* [EXERCISE REQUIREMENTS] Look through the data below and work out how many lines contain the string "format". Give the number alone.

=== Section Start ===

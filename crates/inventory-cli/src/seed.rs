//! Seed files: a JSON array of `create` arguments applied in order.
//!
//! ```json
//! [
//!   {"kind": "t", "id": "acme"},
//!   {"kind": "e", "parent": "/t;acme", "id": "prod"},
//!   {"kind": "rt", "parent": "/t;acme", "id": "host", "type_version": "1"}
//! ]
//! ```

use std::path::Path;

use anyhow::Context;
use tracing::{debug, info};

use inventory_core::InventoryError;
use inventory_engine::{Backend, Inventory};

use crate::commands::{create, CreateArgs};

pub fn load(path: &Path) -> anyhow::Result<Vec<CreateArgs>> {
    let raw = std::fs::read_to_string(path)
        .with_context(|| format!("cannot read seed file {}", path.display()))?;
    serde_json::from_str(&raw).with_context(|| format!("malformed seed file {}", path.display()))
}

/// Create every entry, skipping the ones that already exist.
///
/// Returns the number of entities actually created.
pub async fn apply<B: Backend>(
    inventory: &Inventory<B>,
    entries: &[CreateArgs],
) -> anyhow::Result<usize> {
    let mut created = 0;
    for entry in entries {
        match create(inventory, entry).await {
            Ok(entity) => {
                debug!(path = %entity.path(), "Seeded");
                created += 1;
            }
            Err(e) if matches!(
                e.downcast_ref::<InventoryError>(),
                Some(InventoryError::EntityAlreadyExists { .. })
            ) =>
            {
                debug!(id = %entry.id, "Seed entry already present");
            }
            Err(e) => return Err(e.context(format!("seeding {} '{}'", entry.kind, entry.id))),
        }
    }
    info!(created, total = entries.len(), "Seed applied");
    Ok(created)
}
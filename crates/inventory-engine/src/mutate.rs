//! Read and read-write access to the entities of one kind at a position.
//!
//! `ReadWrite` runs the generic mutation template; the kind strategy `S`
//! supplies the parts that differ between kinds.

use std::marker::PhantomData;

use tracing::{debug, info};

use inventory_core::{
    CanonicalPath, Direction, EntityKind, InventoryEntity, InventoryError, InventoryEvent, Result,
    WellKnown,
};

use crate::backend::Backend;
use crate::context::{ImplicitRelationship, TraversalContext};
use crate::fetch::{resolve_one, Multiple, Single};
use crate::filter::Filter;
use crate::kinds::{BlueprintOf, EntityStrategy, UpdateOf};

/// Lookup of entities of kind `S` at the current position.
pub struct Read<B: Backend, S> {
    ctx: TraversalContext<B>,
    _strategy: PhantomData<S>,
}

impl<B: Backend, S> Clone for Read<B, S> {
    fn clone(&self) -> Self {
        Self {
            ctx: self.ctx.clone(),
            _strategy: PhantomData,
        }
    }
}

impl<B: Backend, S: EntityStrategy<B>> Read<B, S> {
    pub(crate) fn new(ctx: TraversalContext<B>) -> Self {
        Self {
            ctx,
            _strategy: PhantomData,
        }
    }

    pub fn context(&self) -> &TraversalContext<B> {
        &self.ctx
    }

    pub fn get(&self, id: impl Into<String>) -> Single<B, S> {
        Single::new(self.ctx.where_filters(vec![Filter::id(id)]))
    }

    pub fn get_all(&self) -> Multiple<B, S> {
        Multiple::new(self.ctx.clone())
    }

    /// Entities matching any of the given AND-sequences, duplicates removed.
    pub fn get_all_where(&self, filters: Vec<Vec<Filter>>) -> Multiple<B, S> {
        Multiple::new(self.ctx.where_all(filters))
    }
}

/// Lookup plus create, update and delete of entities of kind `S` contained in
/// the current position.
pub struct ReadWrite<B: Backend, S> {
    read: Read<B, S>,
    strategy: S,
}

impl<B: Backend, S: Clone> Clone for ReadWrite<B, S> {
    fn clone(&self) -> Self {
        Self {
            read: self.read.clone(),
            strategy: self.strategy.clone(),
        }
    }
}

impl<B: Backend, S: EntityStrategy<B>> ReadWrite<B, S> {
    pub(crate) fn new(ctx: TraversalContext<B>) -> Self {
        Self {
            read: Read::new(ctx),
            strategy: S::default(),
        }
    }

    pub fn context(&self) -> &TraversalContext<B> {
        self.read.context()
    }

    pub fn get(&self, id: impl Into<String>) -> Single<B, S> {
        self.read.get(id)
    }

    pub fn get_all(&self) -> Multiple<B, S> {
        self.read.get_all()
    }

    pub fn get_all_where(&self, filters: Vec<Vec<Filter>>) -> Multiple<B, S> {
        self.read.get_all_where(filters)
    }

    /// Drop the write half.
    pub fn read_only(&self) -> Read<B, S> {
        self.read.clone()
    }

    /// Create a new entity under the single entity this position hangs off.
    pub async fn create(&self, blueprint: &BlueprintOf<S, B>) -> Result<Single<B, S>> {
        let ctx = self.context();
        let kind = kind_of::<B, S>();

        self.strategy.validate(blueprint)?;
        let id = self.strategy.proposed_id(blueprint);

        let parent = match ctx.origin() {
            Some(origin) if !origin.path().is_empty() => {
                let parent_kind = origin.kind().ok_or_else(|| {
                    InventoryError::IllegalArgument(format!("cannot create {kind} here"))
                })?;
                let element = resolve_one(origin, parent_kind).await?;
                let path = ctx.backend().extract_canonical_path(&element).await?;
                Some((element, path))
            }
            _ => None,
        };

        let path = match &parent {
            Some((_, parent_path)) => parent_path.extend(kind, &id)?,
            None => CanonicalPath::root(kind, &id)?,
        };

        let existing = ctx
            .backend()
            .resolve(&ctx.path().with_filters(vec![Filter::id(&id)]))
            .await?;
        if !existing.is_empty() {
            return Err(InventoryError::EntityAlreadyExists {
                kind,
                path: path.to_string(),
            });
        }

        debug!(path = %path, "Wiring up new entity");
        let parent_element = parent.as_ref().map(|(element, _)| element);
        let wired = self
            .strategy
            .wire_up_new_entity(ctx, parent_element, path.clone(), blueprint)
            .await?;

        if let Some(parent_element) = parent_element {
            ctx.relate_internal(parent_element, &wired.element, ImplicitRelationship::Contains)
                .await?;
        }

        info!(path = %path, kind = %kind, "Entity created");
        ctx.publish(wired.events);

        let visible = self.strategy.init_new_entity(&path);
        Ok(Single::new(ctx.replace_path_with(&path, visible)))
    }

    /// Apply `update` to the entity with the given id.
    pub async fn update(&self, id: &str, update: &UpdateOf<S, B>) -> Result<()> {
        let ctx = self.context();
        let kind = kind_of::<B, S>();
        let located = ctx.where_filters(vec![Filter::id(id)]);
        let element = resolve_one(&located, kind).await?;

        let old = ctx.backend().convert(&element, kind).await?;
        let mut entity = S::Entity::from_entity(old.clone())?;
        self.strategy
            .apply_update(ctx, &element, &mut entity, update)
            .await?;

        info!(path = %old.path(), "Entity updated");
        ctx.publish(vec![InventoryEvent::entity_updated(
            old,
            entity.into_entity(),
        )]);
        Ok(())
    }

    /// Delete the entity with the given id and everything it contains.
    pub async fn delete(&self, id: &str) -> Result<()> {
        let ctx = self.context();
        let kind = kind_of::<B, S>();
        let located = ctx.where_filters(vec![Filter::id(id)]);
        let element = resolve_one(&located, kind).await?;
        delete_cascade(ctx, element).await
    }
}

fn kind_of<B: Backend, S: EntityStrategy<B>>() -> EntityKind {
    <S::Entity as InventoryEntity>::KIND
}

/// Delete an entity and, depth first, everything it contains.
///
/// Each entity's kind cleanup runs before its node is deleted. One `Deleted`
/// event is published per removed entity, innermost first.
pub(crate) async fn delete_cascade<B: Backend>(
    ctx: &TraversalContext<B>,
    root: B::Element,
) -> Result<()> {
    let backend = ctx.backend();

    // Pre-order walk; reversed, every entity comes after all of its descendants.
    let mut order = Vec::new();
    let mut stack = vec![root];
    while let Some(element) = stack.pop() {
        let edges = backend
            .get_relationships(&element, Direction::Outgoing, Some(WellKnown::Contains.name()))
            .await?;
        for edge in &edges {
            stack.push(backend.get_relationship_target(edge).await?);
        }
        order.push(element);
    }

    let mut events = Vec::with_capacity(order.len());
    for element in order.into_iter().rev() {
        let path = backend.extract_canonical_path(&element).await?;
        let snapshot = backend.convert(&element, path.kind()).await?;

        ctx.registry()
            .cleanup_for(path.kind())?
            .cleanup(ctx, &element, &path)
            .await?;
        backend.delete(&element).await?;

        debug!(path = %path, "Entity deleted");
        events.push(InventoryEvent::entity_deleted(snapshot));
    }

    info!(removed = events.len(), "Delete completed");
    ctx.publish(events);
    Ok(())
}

=== Section End ===

* [WORKED SOLUTION] 4